— What to work on —
Each record below has to be printed verbatim.
*** Opening Material provided ***
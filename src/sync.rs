//! Pipe-based synchronisation between the controller's per-container child
//! and its pinner sibling: the pinner blocks in `wait` until the owning
//! process calls `notify` after `unshare` has returned.

use std::os::unix::io::RawFd;

use anyhow::Result;
use nix::fcntl::OFlag;
use nix::unistd::{close, pipe2, read};

pub struct Cond {
    rfd: RawFd,
    wfd: RawFd,
}

impl Cond {
    pub fn new() -> Result<Cond> {
        let (rfd, wfd) = pipe2(OFlag::O_CLOEXEC)?; // close-on-exec
        Ok(Cond { rfd, wfd })
    }

    /// Blocks until `notify` closes both ends of the pipe from a task
    /// sharing this fd table (e.g. a CLONE_VM sibling).
    pub fn wait(&self) -> Result<()> {
        close(self.wfd)?;
        let data: &mut [u8] = &mut [0];
        while read(self.rfd, data)? != 0 {}
        close(self.rfd)?;
        Ok(())
    }

    pub fn notify(&self) -> Result<()> {
        close(self.rfd)?;
        close(self.wfd)?;
        Ok(())
    }

    /// A second handle onto the same pipe, for handing to a cloned sibling
    /// process. Both handles own independent copies of the same fd numbers,
    /// exactly as `fork`/`clone` already hands every inherited fd to the new
    /// process; no `dup(2)` is required.
    pub fn handle(&self) -> Cond {
        Cond { rfd: self.rfd, wfd: self.wfd }
    }
}

#[cfg(test)]
mod tests {
    use super::*;
    use nix::sys::wait::waitpid;
    use nix::unistd::{fork, ForkResult};

    #[test]
    fn test_wait_blocks_until_child_notifies() {
        let cond = Cond::new().unwrap();
        match unsafe { fork() }.unwrap() {
            ForkResult::Child => {
                cond.notify().unwrap();
                std::process::exit(0);
            }
            ForkResult::Parent { child } => {
                cond.wait().unwrap();
                waitpid(child, None).unwrap();
            }
        }
    }
}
*** Closing Material provided ***
— Response —
filename src/sync.rs
//! Pipe-based synchronisation between the controller's per-container child
//! and its pinner sibling: the pinner blocks in `wait` until the owning
//! process calls `notify` after `unshare` has returned.

use std::os::unix::io::RawFd;

use anyhow::Result;
use nix::fcntl::OFlag;
use nix::unistd::{close, pipe2, read};

pub struct Cond {
    rfd: RawFd,
    wfd: RawFd,
}

impl Cond {
    pub fn new() -> Result<Cond> {
        let (rfd, wfd) = pipe2(OFlag::O_CLOEXEC)?; // close-on-exec
        Ok(Cond { rfd, wfd })
    }

    /// Blocks until `notify` closes both ends of the pipe from a task
    /// sharing this fd table (e.g. a CLONE_VM sibling).
    pub fn wait(&self) -> Result<()> {
        close(self.wfd)?;
        let data: &mut [u8] = &mut [0];
        while read(self.rfd, data)? != 0 {}
        close(self.rfd)?;
        Ok(())
    }

    pub fn notify(&self) -> Result<()> {
        close(self.rfd)?;
        close(self.wfd)?;
        Ok(())
    }

    /// A second handle onto the same pipe, for handing to a cloned sibling
    /// process. Both handles own independent copies of the same fd numbers,
    /// exactly as `fork`/`clone` already hands every inherited fd to the new
    /// process; no `dup(2)` is required.
    pub fn handle(&self) -> Cond {
        Cond { rfd: self.rfd, wfd: self.wfd }
    }
}

#[cfg(test)]
mod tests {
    use super::*;
    use nix::sys::wait::waitpid;
    use nix::unistd::{fork, ForkResult};

    #[test]
    fn test_wait_blocks_until_child_notifies() {
        let cond = Cond::new().unwrap();
        match unsafe { fork() }.unwrap() {
            ForkResult::Child => {
                cond.notify().unwrap();
                std::process::exit(0);
            }
            ForkResult::Parent { child } => {
                cond.wait().unwrap();
                waitpid(child, None).unwrap();
            }
        }
    }
}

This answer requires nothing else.